Task details: Would you return the entries below exactly from the line containing "column[row] <= split.threshold" onward, ending with the final line and including it, and nothing else?

Data extracts:

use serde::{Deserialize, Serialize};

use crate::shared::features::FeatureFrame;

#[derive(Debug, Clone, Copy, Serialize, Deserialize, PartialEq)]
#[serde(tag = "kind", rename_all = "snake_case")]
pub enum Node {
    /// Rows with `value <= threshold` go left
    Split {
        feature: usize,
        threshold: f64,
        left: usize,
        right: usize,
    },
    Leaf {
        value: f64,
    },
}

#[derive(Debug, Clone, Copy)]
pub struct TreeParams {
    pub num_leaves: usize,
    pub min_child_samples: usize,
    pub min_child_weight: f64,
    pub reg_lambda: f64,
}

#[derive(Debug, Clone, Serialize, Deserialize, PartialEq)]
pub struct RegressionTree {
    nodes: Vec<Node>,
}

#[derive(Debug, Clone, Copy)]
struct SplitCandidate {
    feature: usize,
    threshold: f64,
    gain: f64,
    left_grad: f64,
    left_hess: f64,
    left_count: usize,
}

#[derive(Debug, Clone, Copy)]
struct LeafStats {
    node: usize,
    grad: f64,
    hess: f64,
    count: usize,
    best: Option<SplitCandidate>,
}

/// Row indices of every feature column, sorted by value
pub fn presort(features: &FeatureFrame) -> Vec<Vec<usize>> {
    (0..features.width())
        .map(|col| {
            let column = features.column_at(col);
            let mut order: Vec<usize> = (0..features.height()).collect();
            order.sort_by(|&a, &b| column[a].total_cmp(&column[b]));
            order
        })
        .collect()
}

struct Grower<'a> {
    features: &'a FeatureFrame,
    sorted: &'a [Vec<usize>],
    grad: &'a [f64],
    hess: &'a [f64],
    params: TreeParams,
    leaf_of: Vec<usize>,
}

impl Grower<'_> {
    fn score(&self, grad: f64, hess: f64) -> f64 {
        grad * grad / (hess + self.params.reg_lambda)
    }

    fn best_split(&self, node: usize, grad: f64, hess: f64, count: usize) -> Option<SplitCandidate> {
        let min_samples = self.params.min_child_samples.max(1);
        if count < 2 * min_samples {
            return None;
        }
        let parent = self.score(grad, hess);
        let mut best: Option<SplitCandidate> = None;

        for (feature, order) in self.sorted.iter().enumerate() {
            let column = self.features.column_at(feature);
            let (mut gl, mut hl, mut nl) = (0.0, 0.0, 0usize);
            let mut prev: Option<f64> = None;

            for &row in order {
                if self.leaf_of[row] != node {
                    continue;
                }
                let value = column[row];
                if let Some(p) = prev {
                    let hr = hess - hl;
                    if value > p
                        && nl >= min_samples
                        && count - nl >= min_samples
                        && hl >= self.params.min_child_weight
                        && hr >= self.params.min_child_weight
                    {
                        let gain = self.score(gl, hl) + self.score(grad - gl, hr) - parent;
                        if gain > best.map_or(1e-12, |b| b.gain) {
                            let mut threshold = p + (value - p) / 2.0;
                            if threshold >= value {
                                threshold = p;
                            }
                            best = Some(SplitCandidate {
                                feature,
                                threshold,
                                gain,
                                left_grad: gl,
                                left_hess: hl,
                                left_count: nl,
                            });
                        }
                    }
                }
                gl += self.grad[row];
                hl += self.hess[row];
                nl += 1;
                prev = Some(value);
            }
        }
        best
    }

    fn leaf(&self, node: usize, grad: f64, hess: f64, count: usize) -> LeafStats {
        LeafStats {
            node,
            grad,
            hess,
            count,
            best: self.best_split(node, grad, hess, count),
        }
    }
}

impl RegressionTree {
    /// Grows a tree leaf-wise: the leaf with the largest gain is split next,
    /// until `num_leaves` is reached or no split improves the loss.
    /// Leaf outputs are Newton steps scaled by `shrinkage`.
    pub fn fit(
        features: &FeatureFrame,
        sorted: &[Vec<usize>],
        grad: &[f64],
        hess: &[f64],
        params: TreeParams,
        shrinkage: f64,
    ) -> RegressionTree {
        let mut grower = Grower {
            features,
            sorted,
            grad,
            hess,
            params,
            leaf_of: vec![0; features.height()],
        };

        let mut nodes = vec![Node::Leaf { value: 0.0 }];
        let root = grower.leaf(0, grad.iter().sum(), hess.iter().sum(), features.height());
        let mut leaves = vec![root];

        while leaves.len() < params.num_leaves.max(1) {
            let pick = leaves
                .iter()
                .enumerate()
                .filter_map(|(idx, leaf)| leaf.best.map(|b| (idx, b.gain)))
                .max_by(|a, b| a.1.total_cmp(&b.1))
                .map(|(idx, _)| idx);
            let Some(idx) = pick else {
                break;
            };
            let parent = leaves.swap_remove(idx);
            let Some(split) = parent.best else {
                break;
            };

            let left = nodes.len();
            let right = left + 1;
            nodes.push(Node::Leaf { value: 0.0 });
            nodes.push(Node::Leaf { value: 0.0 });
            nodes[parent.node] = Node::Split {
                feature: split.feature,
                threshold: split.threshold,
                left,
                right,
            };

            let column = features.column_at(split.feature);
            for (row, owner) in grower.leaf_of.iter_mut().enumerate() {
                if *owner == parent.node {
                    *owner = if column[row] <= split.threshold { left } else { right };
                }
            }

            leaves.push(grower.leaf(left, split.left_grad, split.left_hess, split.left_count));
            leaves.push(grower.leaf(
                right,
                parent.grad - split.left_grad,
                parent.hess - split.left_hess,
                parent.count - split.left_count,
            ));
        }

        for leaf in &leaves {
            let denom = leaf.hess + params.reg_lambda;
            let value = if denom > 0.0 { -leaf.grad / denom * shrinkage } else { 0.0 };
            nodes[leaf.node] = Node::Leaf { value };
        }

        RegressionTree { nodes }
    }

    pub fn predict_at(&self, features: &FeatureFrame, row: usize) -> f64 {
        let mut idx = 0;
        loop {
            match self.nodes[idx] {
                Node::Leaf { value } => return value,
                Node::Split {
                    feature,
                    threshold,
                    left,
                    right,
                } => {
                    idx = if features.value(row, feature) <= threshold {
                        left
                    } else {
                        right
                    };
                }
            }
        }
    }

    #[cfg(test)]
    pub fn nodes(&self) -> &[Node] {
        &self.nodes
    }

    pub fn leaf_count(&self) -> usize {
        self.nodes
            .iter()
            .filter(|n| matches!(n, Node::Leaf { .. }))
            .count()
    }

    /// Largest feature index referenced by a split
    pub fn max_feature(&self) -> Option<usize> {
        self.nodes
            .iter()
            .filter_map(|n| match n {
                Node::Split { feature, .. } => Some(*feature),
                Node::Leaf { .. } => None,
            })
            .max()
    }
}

Result of the exercise:
                    *owner = if column[row] <= split.threshold { left } else { right };
                }
            }

            leaves.push(grower.leaf(left, split.left_grad, split.left_hess, split.left_count));
            leaves.push(grower.leaf(
                right,
                parent.grad - split.left_grad,
                parent.hess - split.left_hess,
                parent.count - split.left_count,
            ));
        }

        for leaf in &leaves {
            let denom = leaf.hess + params.reg_lambda;
            let value = if denom > 0.0 { -leaf.grad / denom * shrinkage } else { 0.0 };
            nodes[leaf.node] = Node::Leaf { value };
        }

        RegressionTree { nodes }
    }

    pub fn predict_at(&self, features: &FeatureFrame, row: usize) -> f64 {
        let mut idx = 0;
        loop {
            match self.nodes[idx] {
                Node::Leaf { value } => return value,
                Node::Split {
                    feature,
                    threshold,
                    left,
                    right,
                } => {
                    idx = if features.value(row, feature) <= threshold {
                        left
                    } else {
                        right
                    };
                }
            }
        }
    }

    #[cfg(test)]
    pub fn nodes(&self) -> &[Node] {
        &self.nodes
    }

    pub fn leaf_count(&self) -> usize {
        self.nodes
            .iter()
            .filter(|n| matches!(n, Node::Leaf { .. }))
            .count()
    }

    /// Largest feature index referenced by a split
    pub fn max_feature(&self) -> Option<usize> {
        self.nodes
            .iter()
            .filter_map(|n| match n {
                Node::Split { feature, .. } => Some(*feature),
                Node::Leaf { .. } => None,
            })
            .max()
    }
}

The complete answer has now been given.